Mais pourquoi donc ?

Le minage égoïste

Imaginons d’un côté un (groupe de) mineur ‘attaquant’ avec une puissance majoritaire – donc plus de 50% – et de l’autre des mineurs ‘libres’ disposant d’une puissance cumulée inférieure.

A un moment donné, un bloc est écrit sur la chaîne par un mineur libre.

Rappel :

Oui, car l’algorithme du minage Bitcoin appelé Preuve de Travail (POW) n’est pas qu’une compétition, c’est aussi une loterie et donc, ce n’est pas forcément le mineur le plus puissant qui gagne à chaque fois.

Constatant cela, le mineur attaquant va alors employer une stratégie dite ‘de minage égoïste’ : plutôt que d’accepter ce bloc libre et se mettre à chercher la solution du bloc à sa suite, il va continuer à miner en secret sur son propre bloc précédent.

Pourquoi ?

Parce qu’il sait que sa puissance majoritaire lui donne un avantage de vitesse et qu’il finira par rattraper la partie de chaîne libre qui vient d’être écrite et publiée sur le réseau.

Une fois celle-ci rattrapée, le mineur attaquant publie son dernier bloc… Avec en amont celui (ou ceux) qu’il a miné lui-même précédemment en secret.

Il rend ainsi le (ou les) bloc libre écrit entre-temps caduque, un peu comme si cette partie de chaîne libre n’avait existé qu’un court moment sur la blockchain, tel un mirage qui vient de disparaître, remplacée par d’autres blocs.

Obéissant aux règles du consensus, les nœuds du réseau acceptent comme légitimes le dernier bloc de l’attaquant ainsi que tous ceux qu’il amène derrière lui.

Et à l’intérieur de ces blocs ne figurent bien sûr que les transactions que le mineur attaquant aura bien voulu écrire.

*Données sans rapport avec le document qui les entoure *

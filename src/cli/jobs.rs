//! Routing job files.
//!
//! A job file names a process and lists routes to build. Lengths are in
//! microns; orientations are in degrees.

use std::collections::HashSet;
use std::fs::File;
use std::path::{Path, PathBuf};

use arcstr::ArcStr;
use rust_decimal::Decimal;
use serde::{Deserialize, Serialize};

use super::progress::Progress;
use crate::error::{Error, Result};
use crate::geometry::{Dims, Int, Point};
use crate::layout::flat::{flatten, quantize, FlatCell};
use crate::layout::{CellId, Library, Orientation, Port};
use crate::paths::{out_gds, out_json};
use crate::route::{
    c_route, l_route, straight_route, CRouteOpts, LRouteOpts, StraightRouteOpts, ViaOffset,
};
use crate::tech::TechMap;
use crate::via::{synthesize_via, ViaParams};

fn default_true() -> bool {
    true
}

#[derive(Debug, Clone, Deserialize)]
pub struct JobFile {
    /// Built-in process name.
    pub pdk: Option<String>,
    /// Technology file, relative to the job file.
    pub tech: Option<PathBuf>,
    #[serde(default = "default_true")]
    pub grid_snap: bool,
    #[serde(default = "default_true")]
    pub post_process: bool,
    #[serde(default, rename = "route")]
    pub routes: Vec<RouteJob>,
}

#[derive(Debug, Copy, Clone, Eq, PartialEq, Hash, Serialize, Deserialize)]
#[serde(rename_all = "lowercase")]
pub enum RouteKind {
    Straight,
    L,
    C,
    Via,
}

#[derive(Debug, Clone, Deserialize)]
pub struct PortSpec {
    pub name: Option<String>,
    pub x: Decimal,
    pub y: Decimal,
    pub orientation: i64,
    pub width: Decimal,
    pub layer: String,
}

impl PortSpec {
    pub fn to_port(&self, tech: &TechMap, default_name: &str) -> Result<Port> {
        Ok(Port::new(
            self.name.as_deref().unwrap_or(default_name),
            Point::new(tech.to_dbu(self.x)?, tech.to_dbu(self.y)?),
            tech.to_dbu(self.width)?,
            Orientation::from_degrees(self.orientation)?,
            self.layer.as_str(),
        ))
    }
}

/// One route to build. Only the overrides that apply to `kind` are read.
#[derive(Debug, Clone, Deserialize)]
pub struct RouteJob {
    pub kind: RouteKind,
    pub name: String,
    pub edge1: Option<PortSpec>,
    pub edge2: Option<PortSpec>,
    pub width: Option<Decimal>,
    pub width1: Option<Decimal>,
    pub width2: Option<Decimal>,
    pub cwidth: Option<Decimal>,
    pub hwidth: Option<Decimal>,
    pub vwidth: Option<Decimal>,
    pub extension: Option<Decimal>,
    pub layer1: Option<String>,
    pub layer2: Option<String>,
    pub clayer: Option<String>,
    pub hlayer: Option<String>,
    pub vlayer: Option<String>,
    pub offset_x: Option<bool>,
    pub offset_y: Option<bool>,
    pub full_bottom: Option<bool>,
    pub full_top: Option<bool>,
    /// Via footprint as `[width, height]`.
    pub footprint: Option<(Decimal, Decimal)>,
}

/// The JSON written for each route.
#[derive(Debug, Serialize)]
pub struct RouteOutput<'a> {
    pub tech: &'a str,
    pub dbu_per_um: Int,
    pub kind: RouteKind,
    pub cell: FlatCell,
}

impl JobFile {
    pub fn load(path: impl AsRef<Path>) -> Result<Self> {
        let txt = std::fs::read_to_string(path)?;
        Self::from_toml(&txt)
    }

    pub fn from_toml(s: &str) -> Result<Self> {
        let jobs: Self = toml::from_str(s)?;
        {
            let mut seen = HashSet::new();
            for job in jobs.routes.iter() {
                if !seen.insert(job.name.as_str()) {
                    return Err(Error::precondition(format!(
                        "route name `{}` is used more than once",
                        job.name
                    )));
                }
            }
        }
        Ok(jobs)
    }
}

impl RouteJob {
    fn edges(&self, tech: &TechMap) -> Result<(Port, Port)> {
        match (self.edge1.as_ref(), self.edge2.as_ref()) {
            (Some(e1), Some(e2)) => Ok((e1.to_port(tech, "edge1")?, e2.to_port(tech, "edge2")?)),
            _ => Err(Error::precondition(format!(
                "route `{}` needs both `edge1` and `edge2`",
                self.name
            ))),
        }
    }

    fn via_offset(&self) -> ViaOffset {
        ViaOffset {
            offset_x: self.offset_x.unwrap_or(true),
            offset_y: self.offset_y.unwrap_or(true),
        }
    }

    /// Builds the route into `lib` and returns the new cell.
    pub fn build(&self, lib: &mut Library, tech: &TechMap) -> Result<CellId> {
        let dbu = |v: Option<Decimal>| v.map(|v| tech.to_dbu(v)).transpose();
        let name = |v: &Option<String>| -> Option<ArcStr> { v.as_deref().map(ArcStr::from) };

        match self.kind {
            RouteKind::Straight => {
                let (e1, e2) = self.edges(tech)?;
                let opts = StraightRouteOpts {
                    width: dbu(self.width)?,
                    layer1: name(&self.layer1),
                    layer2: name(&self.layer2),
                    full_bottom: self.full_bottom.unwrap_or(true),
                };
                straight_route(lib, tech, &e1, &e2, &opts)
            }
            RouteKind::L => {
                let (e1, e2) = self.edges(tech)?;
                let opts = LRouteOpts {
                    hwidth: dbu(self.hwidth)?,
                    vwidth: dbu(self.vwidth)?,
                    hlayer: name(&self.hlayer),
                    vlayer: name(&self.vlayer),
                    via_offset: self.via_offset(),
                    full_bottom: self.full_bottom.unwrap_or(true),
                };
                l_route(lib, tech, &e1, &e2, &opts)
            }
            RouteKind::C => {
                let (e1, e2) = self.edges(tech)?;
                let opts = CRouteOpts {
                    extension: dbu(self.extension)?,
                    width1: dbu(self.width1)?,
                    width2: dbu(self.width2)?,
                    cwidth: dbu(self.cwidth)?,
                    layer1: name(&self.layer1),
                    layer2: name(&self.layer2),
                    clayer: name(&self.clayer),
                    via_offset: self.via_offset(),
                    full_bottom: self.full_bottom.unwrap_or(true),
                };
                c_route(lib, tech, &e1, &e2, &opts)
            }
            RouteKind::Via => {
                let (Some(bottom), Some(top)) = (name(&self.layer1), name(&self.layer2)) else {
                    return Err(Error::precondition(format!(
                        "via `{}` needs both `layer1` and `layer2`",
                        self.name
                    )));
                };
                let footprint = match self.footprint {
                    Some((w, h)) => Some(Dims::new(tech.to_dbu(w)?, tech.to_dbu(h)?)),
                    None => None,
                };
                let params = ViaParams {
                    bottom,
                    top,
                    footprint,
                    full_bottom: self.full_bottom.unwrap_or(false),
                    full_top: self.full_top.unwrap_or(false),
                };
                Ok(synthesize_via(lib, tech, &params)?.cell)
            }
        }
    }
}

/// Builds every route in `jobs` and writes one GDS file per route to
/// `work_dir`, with a JSON dump of the same cell and its ports beside it.
///
/// Returns the GDS paths. Stops at the first route that fails.
pub fn execute_jobs(
    tech: &TechMap,
    jobs: &JobFile,
    work_dir: &Path,
    post_process: bool,
) -> Result<Vec<PathBuf>> {
    let mut lib = Library::new("routes");
    let progress = Progress::new(jobs.routes.len());
    let mut written = Vec::with_capacity(jobs.routes.len());

    for job in jobs.routes.iter() {
        progress.start(&job.name);
        match execute_job(&mut lib, tech, job, jobs.grid_snap, post_process, work_dir) {
            Ok(path) => {
                progress.done(&job.name, &path);
                written.push(path);
            }
            Err(e) => {
                progress.failed(&job.name, &e);
                return Err(e);
            }
        }
    }
    progress.finish();
    Ok(written)
}

fn execute_job(
    lib: &mut Library,
    tech: &TechMap,
    job: &RouteJob,
    grid_snap: bool,
    post_process: bool,
    work_dir: &Path,
) -> Result<PathBuf> {
    let id = job.build(lib, tech)?;
    if post_process {
        tech.post_process(lib, id)?;
    }
    let mut flat = flatten(lib, id)?;
    if grid_snap {
        flat = quantize(flat, tech.grid_dbu());
    }
    flat.name = job.name.as_str().into();

    let gds = out_gds(work_dir, &job.name);
    flat.save_gds(tech.dbu_per_um(), &gds)?;

    let json = out_json(work_dir, &job.name);
    let output = RouteOutput {
        tech: tech.name(),
        dbu_per_um: tech.dbu_per_um(),
        kind: job.kind,
        cell: flat,
    };
    serde_json::to_writer_pretty(File::create(&json)?, &output)?;
    log::info!("wrote route `{}` to {:?}", job.name, gds);
    log::debug!("wrote route `{}` ports and shapes to {:?}", job.name, json);
    Ok(gds)
}

#[cfg(test)]
mod tests {
    use super::*;

    const JOBS: &str = r#"
pdk = "sky130"

[[route]]
kind = "l"
name = "gate_to_drain"
edge1 = { x = 0.0, y = 0.0, orientation = 0, width = 0.18, layer = "poly" }
edge2 = { x = 2.0, y = 3.0, orientation = 90, width = 0.18, layer = "met1" }

[[route]]
kind = "via"
name = "m1_m3"
layer1 = "met3"
layer2 = "met1"
"#;

    #[test]
    fn test_parse_jobs() -> Result<()> {
        let jobs = JobFile::from_toml(JOBS)?;
        assert_eq!(jobs.pdk.as_deref(), Some("sky130"));
        assert!(jobs.grid_snap);
        assert!(jobs.post_process);
        assert_eq!(jobs.routes.len(), 2);
        assert_eq!(jobs.routes[0].kind, RouteKind::L);
        assert_eq!(jobs.routes[1].kind, RouteKind::Via);
        assert_eq!(jobs.routes[0].edge2.as_ref().unwrap().orientation, 90);
        Ok(())
    }

    #[test]
    fn test_duplicate_route_names() {
        let dup = format!("{JOBS}\n[[route]]\nkind = \"via\"\nname = \"m1_m3\"\n");
        assert!(matches!(
            JobFile::from_toml(&dup),
            Err(Error::Precondition(_))
        ));
    }

    #[test]
    fn test_route_job_needs_edges() -> Result<()> {
        let jobs = JobFile::from_toml(
            "[[route]]\nkind = \"straight\"\nname = \"lonely\"\nedge1 = { x = 0, y = 0, orientation = 0, width = 0.2, layer = \"met1\" }\n",
        )?;
        let tech = crate::tech::builtin("sky130")?;
        let mut lib = Library::new("test_route_job_needs_edges");
        assert!(matches!(
            jobs.routes[0].build(&mut lib, tech),
            Err(Error::Precondition(_))
        ));
        Ok(())
    }
}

En conclusion, l’attaquant exerce bien un contrôle total sur la blockchain.

En théorie.

 

Modèle théorique

Car nous allons le voir, pour que ce scénario se réalise en pratique, deux hypothèses supplémentaires sont indispensables.

La suprématie permanente

Tout d’abord, il est important de comprendre qu’il ne suffit pas de réunir ces ‘plus de 50 %’, encore faut-il les maintenir.

Ce qui implique qu’aucun site de calcul américain ne peut tomber en panne ou faire l’objet d’un délestage (raison justement pour laquelle ils sont bienvenus au Texas) et, qu’ailleurs dans le monde, il n’y ait personne qui démarre un nouveau processeur de calcul.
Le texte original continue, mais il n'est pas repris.